Last week I bought a basket of nice fresh Elberta peaches from a farmer on the town square. Yesterday I had four of the big juicy peaches left and decided to make an old fashioned peach cobbler (pictured above). There’s no better late summer dessert than hot peach cobbler with a crunchy crust served with a big scoop of vanilla ice cream.
Cobblers have been around for ages. According to The Oxford Encyclopedia of Food and Drink in America, without brick ovens, colonial cooks often made cobblers in pots over an open fire. This hearty dessert has been a southern staple for generations.
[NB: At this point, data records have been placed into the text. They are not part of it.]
//! Identity service trait (port)

use async_trait::async_trait;
use crate::domain::{Group, NewUser, User};
use crate::error::DomainError;

#[cfg_attr(test, mockall::automock)]
#[async_trait]
pub trait IdentityService: Send + Sync {
    /// Read-only providers reject every create call.
    fn is_read_only(&self) -> bool;

    async fn find_user(&self, user_id: &str) -> Result<Option<User>, DomainError>;
    async fn create_user(&self, user: NewUser) -> Result<User, DomainError>;
    async fn check_password(&self, user_id: &str, password: &str) -> Result<bool, DomainError>;

    async fn find_group(&self, group_id: &str) -> Result<Option<Group>, DomainError>;
    async fn create_group(&self, group: Group) -> Result<Group, DomainError>;

    async fn create_membership(&self, user_id: &str, group_id: &str) -> Result<(), DomainError>;
    async fn is_member(&self, user_id: &str, group_id: &str) -> Result<bool, DomainError>;
    async fn group_ids_of(&self, user_id: &str) -> Result<Vec<String>, DomainError>;
}
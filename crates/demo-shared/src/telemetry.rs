//! Telemetry setup

use tracing_appender::non_blocking::WorkerGuard;
use tracing_subscriber::{fmt, layer::SubscriberExt, util::SubscriberInitExt, EnvFilter};

use crate::constants::DEFAULT_LOG_FILTER;

/// Installs the global JSON subscriber. Keep the returned guard alive for the
/// lifetime of the process or buffered lines are lost on exit.
pub fn init_telemetry() -> WorkerGuard {
    let env_filter =
        EnvFilter::try_from_default_env().unwrap_or_else(|_| EnvFilter::new(DEFAULT_LOG_FILTER));
    let (writer, guard) = tracing_appender::non_blocking(std::io::stdout());
    tracing_subscriber::registry()
        .with(env_filter)
        .with(fmt::layer().json().with_writer(writer))
        .init();
    guard
}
In the book, The American Peach Orchard, published during 1913 by Frank Albert Waught, the following is written of this delectable dessert: “In the country home where peaches are cheap as air, and where home consumption is the main feature of the peach market, the people who really know what the peaches are good for make the fruit harvest memorable with a peach cobbler. Apparently this is not an aristocratic piece of cookery. The present writer has searched all the most approved cookbooks in vain for directions or even for a mention of peach cobbler. But it is too good a thing to be overlooked…”
I totally agree with Mr. Waught. Overlooking the peach cobbler when beautiful tasty peaches hang ripe on the tree is simply missing a tasty harvest treat.
There is no better dessert than a fresh hot peach cobbler with a crispy caramelized crust and a hint of cinnamon dusting served with a generous scoop of cold vanilla ice cream. It is a special treat that has been enjoyed for generations on the Southern dinner table.